Brief: Find every line in the records below that holds the word "StageOptions", and copy each one.

[[ Excerpted data open ]]

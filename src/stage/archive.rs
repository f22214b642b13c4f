//! Zip archive stage.
//!
//! Reading exposes a single entry (the first file, or the one named by the
//! `entry` option) as a plain byte stream. Writing produces an archive with
//! one deflated entry. Both directions need a seekable file, so the builder
//! materializes streams before this stage sees them.

use crate::capability::{SystemZip, ZipBackend, ZIP_ARCHIVES};
use crate::error::{Result, StreamError};
use crate::stage::{
    closed_error, Access, Direction, Downstream, ReadStage, StageFactory, StageId,
    StageOptions, Upstream, WriteStage,
};
use std::fs::{self, File};
use std::io::{self, BufWriter, Read, Write};
use std::path::{Component, Path, PathBuf};
use std::process::{Child, ChildStdout, Command, Stdio};

#[derive(Debug, Clone, Copy, Default)]
pub struct ZipStage;

impl StageFactory for ZipStage {
    fn id(&self) -> StageId {
        StageId::ZIP
    }

    fn extensions(&self) -> &'static [&'static str] {
        &["zip"]
    }

    fn access(&self, _direction: Direction) -> Access {
        Access::RandomAccess
    }

    fn check_available(&self) -> Result<()> {
        ZIP_ARCHIVES.resolve().map(|_| ())
    }

    fn validate(&self, direction: Direction, options: &StageOptions) -> Result<()> {
        options.reject_unknown(&StageId::ZIP, &["entry"])?;
        match (direction, options.get("entry")) {
            (Direction::Write, Some(entry)) => entry_path(entry).map(|_| ()),
            _ => Ok(()),
        }
    }

    fn reader(&self, upstream: Upstream, options: &StageOptions) -> Result<Box<dyn ReadStage>> {
        let path = match upstream {
            Upstream::File(path) => path,
            Upstream::Stream(_) => return Err(needs_file()),
        };
        let wanted = options.get("entry");
        match ZIP_ARCHIVES.resolve()? {
            #[cfg(feature = "zip")]
            ZipBackend::Embedded => embedded::open_entry(&path, wanted),
            #[cfg(not(feature = "zip"))]
            ZipBackend::Embedded => Err(ZIP_ARCHIVES.missing()),
            ZipBackend::System(sys) => open_with_unzip(sys, &path, wanted),
        }
    }

    fn writer(
        &self,
        downstream: Downstream,
        options: &StageOptions,
    ) -> Result<Box<dyn WriteStage>> {
        let path = match downstream {
            Downstream::File(path) => path,
            Downstream::Stream(_) => return Err(needs_file()),
        };
        let entry = options
            .get("entry")
            .map(str::to_string)
            .unwrap_or_else(|| default_entry_name(options.file_name()));
        match ZIP_ARCHIVES.resolve()? {
            #[cfg(feature = "zip")]
            ZipBackend::Embedded => embedded::create_entry(&path, &entry),
            #[cfg(not(feature = "zip"))]
            ZipBackend::Embedded => Err(ZIP_ARCHIVES.missing()),
            ZipBackend::System(sys) => create_with_zip(sys, &path, &entry, options.temp_dir()),
        }
    }
}

/// Relative path an entry name maps to; `..`, roots and empty names are refused
fn entry_path(entry: &str) -> Result<PathBuf> {
    let path = Path::new(entry);
    let normal = path
        .components()
        .all(|part| matches!(part, Component::Normal(_)));
    if entry.is_empty() || entry.ends_with('/') || !normal {
        return Err(StreamError::Config(format!(
            "zip entry name {:?} must be a relative file path",
            entry
        )));
    }
    Ok(path.to_path_buf())
}

/// `unzip` treats member names as wildcard patterns; match `name` literally
fn unzip_literal(name: &str) -> String {
    let mut escaped = String::with_capacity(name.len());
    for c in name.chars() {
        if matches!(c, '\\' | '[' | '*' | '?') {
            escaped.push('\\');
        }
        escaped.push(c);
    }
    escaped
}

fn needs_file() -> StreamError {
    StreamError::Config("zip stage was handed a stream instead of a file".into())
}

/// Entry name for a new archive: the resource's base name up to `.zip`
pub fn default_entry_name(file_name: Option<&str>) -> String {
    let base = file_name
        .and_then(|name| name.rsplit(|c: char| c == '/' || c == '\\').next())
        .unwrap_or("");
    let stem = match base.to_ascii_lowercase().rfind(".zip") {
        Some(idx) => &base[..idx],
        None => base,
    };
    if stem.is_empty() {
        "data".to_string()
    } else {
        stem.to_string()
    }
}

#[cfg(feature = "zip")]
mod embedded {
    use super::*;
    use crate::stage::relabel;
    use ::zip::result::ZipError;
    use ::zip::write::FileOptions;
    use ::zip::{CompressionMethod, ZipArchive, ZipWriter};
    use std::io::{BufReader, Seek, SeekFrom};

    struct EntryLocation {
        name: String,
        data_start: u64,
        compressed_size: u64,
        method: CompressionMethod,
        crc32: u32,
    }

    pub(super) fn open_entry(path: &Path, wanted: Option<&str>) -> Result<Box<dyn ReadStage>> {
        let file = File::open(path)?;
        let mut archive = ZipArchive::new(BufReader::new(file)).map_err(zip_error)?;
        let location = locate(&mut archive, wanted)?;

        let mut source = archive.into_inner();
        source.seek(SeekFrom::Start(location.data_start))?;
        let raw = source.take(location.compressed_size);
        let body: Box<dyn Read + Send> = match location.method {
            CompressionMethod::Stored => Box::new(raw),
            CompressionMethod::Deflated => Box::new(flate2::read::DeflateDecoder::new(raw)),
            other => {
                return Err(StreamError::transform(
                    StageId::ZIP,
                    format!("entry {} uses unsupported method {:?}", location.name, other),
                ))
            }
        };
        tracing::debug!(entry = %location.name, path = %path.display(), "opened zip entry");

        Ok(Box::new(EntryReader {
            body: Some(body),
            hasher: crc32fast::Hasher::new(),
            expected_crc: location.crc32,
            verified: false,
        }))
    }

    fn locate<R: Read + Seek>(
        archive: &mut ZipArchive<R>,
        wanted: Option<&str>,
    ) -> Result<EntryLocation> {
        for index in 0..archive.len() {
            let entry = archive.by_index_raw(index).map_err(zip_error)?;
            if entry.is_dir() || wanted.map_or(false, |name| entry.name() != name) {
                continue;
            }
            return Ok(EntryLocation {
                name: entry.name().to_string(),
                data_start: entry.data_start(),
                compressed_size: entry.compressed_size(),
                method: entry.compression(),
                crc32: entry.crc32(),
            });
        }
        let message = match wanted {
            Some(name) => format!("archive has no entry named {}", name),
            None => "archive contains no files".to_string(),
        };
        Err(StreamError::transform(StageId::ZIP, message))
    }

    struct EntryReader {
        body: Option<Box<dyn Read + Send>>,
        hasher: crc32fast::Hasher,
        expected_crc: u32,
        verified: bool,
    }

    impl EntryReader {
        fn verify(&mut self) -> Result<()> {
            if self.verified {
                return Ok(());
            }
            // a mismatch stays unverified, so every later read fails the same way
            let actual = self.hasher.clone().finalize();
            if actual != self.expected_crc {
                return Err(StreamError::transform(
                    StageId::ZIP,
                    format!(
                        "CRC mismatch: expected {:08x}, got {:08x}",
                        self.expected_crc, actual
                    ),
                ));
            }
            self.verified = true;
            Ok(())
        }
    }

    impl Read for EntryReader {
        fn read(&mut self, buf: &mut [u8]) -> io::Result<usize> {
            let body = self.body.as_mut().ok_or_else(closed_error)?;
            let n = body.read(buf).map_err(|e| relabel(&StageId::ZIP, e))?;
            if n == 0 && !buf.is_empty() {
                self.verify()?;
            } else {
                self.hasher.update(&buf[..n]);
            }
            Ok(n)
        }
    }

    impl ReadStage for EntryReader {
        fn close(&mut self) -> Result<()> {
            self.body = None;
            Ok(())
        }
    }

    pub(super) fn create_entry(path: &Path, entry: &str) -> Result<Box<dyn WriteStage>> {
        let file = File::create(path)?;
        let mut writer = ZipWriter::new(file);
        let options = FileOptions::default().compression_method(CompressionMethod::Deflated);
        writer.start_file(entry, options).map_err(zip_error)?;
        tracing::debug!(entry, path = %path.display(), "started zip entry");
        Ok(Box::new(EntryWriter {
            writer: Some(writer),
        }))
    }

    struct EntryWriter {
        writer: Option<ZipWriter<File>>,
    }

    impl Write for EntryWriter {
        fn write(&mut self, buf: &[u8]) -> io::Result<usize> {
            match self.writer.as_mut() {
                Some(writer) => writer.write(buf),
                None => Err(closed_error()),
            }
        }

        fn flush(&mut self) -> io::Result<()> {
            match self.writer.as_mut() {
                Some(writer) => writer.flush(),
                None => Ok(()),
            }
        }
    }

    impl WriteStage for EntryWriter {
        fn close(&mut self) -> Result<()> {
            match self.writer.take() {
                Some(mut writer) => {
                    let mut file = writer.finish().map_err(zip_error)?;
                    file.flush()?;
                    Ok(())
                }
                None => Ok(()),
            }
        }
    }

    fn zip_error(err: ZipError) -> StreamError {
        match err {
            ZipError::Io(e) => StreamError::Io(e),
            other => StreamError::transform(StageId::ZIP, other.to_string()),
        }
    }
}

fn open_with_unzip(
    sys: &SystemZip,
    path: &Path,
    wanted: Option<&str>,
) -> Result<Box<dyn ReadStage>> {
    let listing = Command::new(&sys.unzip)
        .arg("-Z1")
        .arg(path)
        .stdin(Stdio::null())
        .stderr(Stdio::null())
        .output()?;
    if !listing.status.success() {
        return Err(StreamError::transform(
            StageId::ZIP,
            format!("unzip could not list {}", path.display()),
        ));
    }
    let names = String::from_utf8_lossy(&listing.stdout);
    let name = names
        .lines()
        .filter(|name| !name.ends_with('/'))
        .find(|name| wanted.map_or(true, |w| *name == w))
        .map(str::to_string)
        .ok_or_else(|| StreamError::transform(StageId::ZIP, "archive contains no matching file"))?;

    let mut child = Command::new(&sys.unzip)
        .arg("-p")
        .arg(path)
        .arg(unzip_literal(&name))
        .stdin(Stdio::null())
        .stdout(Stdio::piped())
        .stderr(Stdio::null())
        .spawn()?;
    let stdout = child.stdout.take();
    tracing::debug!(entry = %name, unzip = %sys.unzip.display(), "streaming zip entry through unzip");
    Ok(Box::new(UnzipReader {
        child: Some(child),
        stdout,
        eof: false,
    }))
}

/// Entry bytes streamed from an `unzip -p` child process
struct UnzipReader {
    child: Option<Child>,
    stdout: Option<ChildStdout>,
    eof: bool,
}

impl Read for UnzipReader {
    fn read(&mut self, buf: &mut [u8]) -> io::Result<usize> {
        let stdout = self.stdout.as_mut().ok_or_else(closed_error)?;
        let n = stdout.read(buf)?;
        if n == 0 && !buf.is_empty() {
            self.eof = true;
        }
        Ok(n)
    }
}

impl ReadStage for UnzipReader {
    fn close(&mut self) -> Result<()> {
        let Some(mut child) = self.child.take() else {
            return Ok(());
        };
        self.stdout = None;
        if !self.eof {
            // caller stopped early; the exit status means nothing
            let _ = child.kill();
            child.wait()?;
            return Ok(());
        }
        let status = child.wait()?;
        if !status.success() {
            return Err(StreamError::transform(
                StageId::ZIP,
                format!("unzip exited with {}", status),
            ));
        }
        Ok(())
    }
}

fn create_with_zip(
    sys: &SystemZip,
    path: &Path,
    entry: &str,
    temp_dir: Option<&Path>,
) -> Result<Box<dyn WriteStage>> {
    let zip = sys.zip.clone().ok_or(StreamError::MissingDependency {
        capability: "zip archive writing",
        hint: "install the `zip` program or build with the `zip` feature",
    })?;

    let mut builder = tempfile::Builder::new();
    builder.prefix("streamstack_zip_");
    let staging = match temp_dir {
        Some(dir) => builder.tempdir_in(dir)?,
        None => builder.tempdir()?,
    };
    let entry = entry_path(entry)?;
    let staged = staging.path().join("entries").join(&entry);
    if let Some(parent) = staged.parent() {
        fs::create_dir_all(parent)?;
    }
    let file = BufWriter::new(File::create(&staged)?);

    Ok(Box::new(ZipCommandWriter {
        zip,
        target: path.to_path_buf(),
        entry,
        file: Some(file),
        staging: Some(staging),
    }))
}

/// Stages the entry under `<scratch>/entries` and runs `zip` there on close,
/// so the stored name keeps its directories
struct ZipCommandWriter {
    zip: PathBuf,
    target: PathBuf,
    entry: PathBuf,
    file: Option<BufWriter<File>>,
    staging: Option<tempfile::TempDir>,
}

impl ZipCommandWriter {
    fn pack(&mut self, staging: &Path) -> Result<()> {
        if let Some(mut file) = self.file.take() {
            file.flush()?;
        }
        let staging = std::env::current_dir()?.join(staging);
        let archive = staging.join("archive.zip");
        let status = Command::new(&self.zip)
            .current_dir(staging.join("entries"))
            .arg("-q")
            .arg("-nw")
            .arg(&archive)
            .arg(&self.entry)
            .stdin(Stdio::null())
            .stderr(Stdio::null())
            .status()?;
        if !status.success() {
            return Err(StreamError::transform(
                StageId::ZIP,
                format!("zip exited with {}", status),
            ));
        }
        fs::copy(&archive, &self.target)?;
        Ok(())
    }
}

impl Write for ZipCommandWriter {
    fn write(&mut self, buf: &[u8]) -> io::Result<usize> {
        match self.file.as_mut() {
            Some(file) => file.write(buf),
            None => Err(closed_error()),
        }
    }

    fn flush(&mut self) -> io::Result<()> {
        match self.file.as_mut() {
            Some(file) => file.flush(),
            None => Ok(()),
        }
    }
}

impl WriteStage for ZipCommandWriter {
    fn close(&mut self) -> Result<()> {
        let Some(staging) = self.staging.take() else {
            return Ok(());
        };
        let packed = self.pack(staging.path());
        let removed = staging
            .close()
            .map_err(|e| StreamError::Io(e).into_cleanup());
        packed.and(removed)
    }
}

[[ Excerpted data closed ]]

Exercise output:
    StageOptions, Upstream, WriteStage,
    fn validate(&self, direction: Direction, options: &StageOptions) -> Result<()> {
    fn reader(&self, upstream: Upstream, options: &StageOptions) -> Result<Box<dyn ReadStage>> {
        options: &StageOptions,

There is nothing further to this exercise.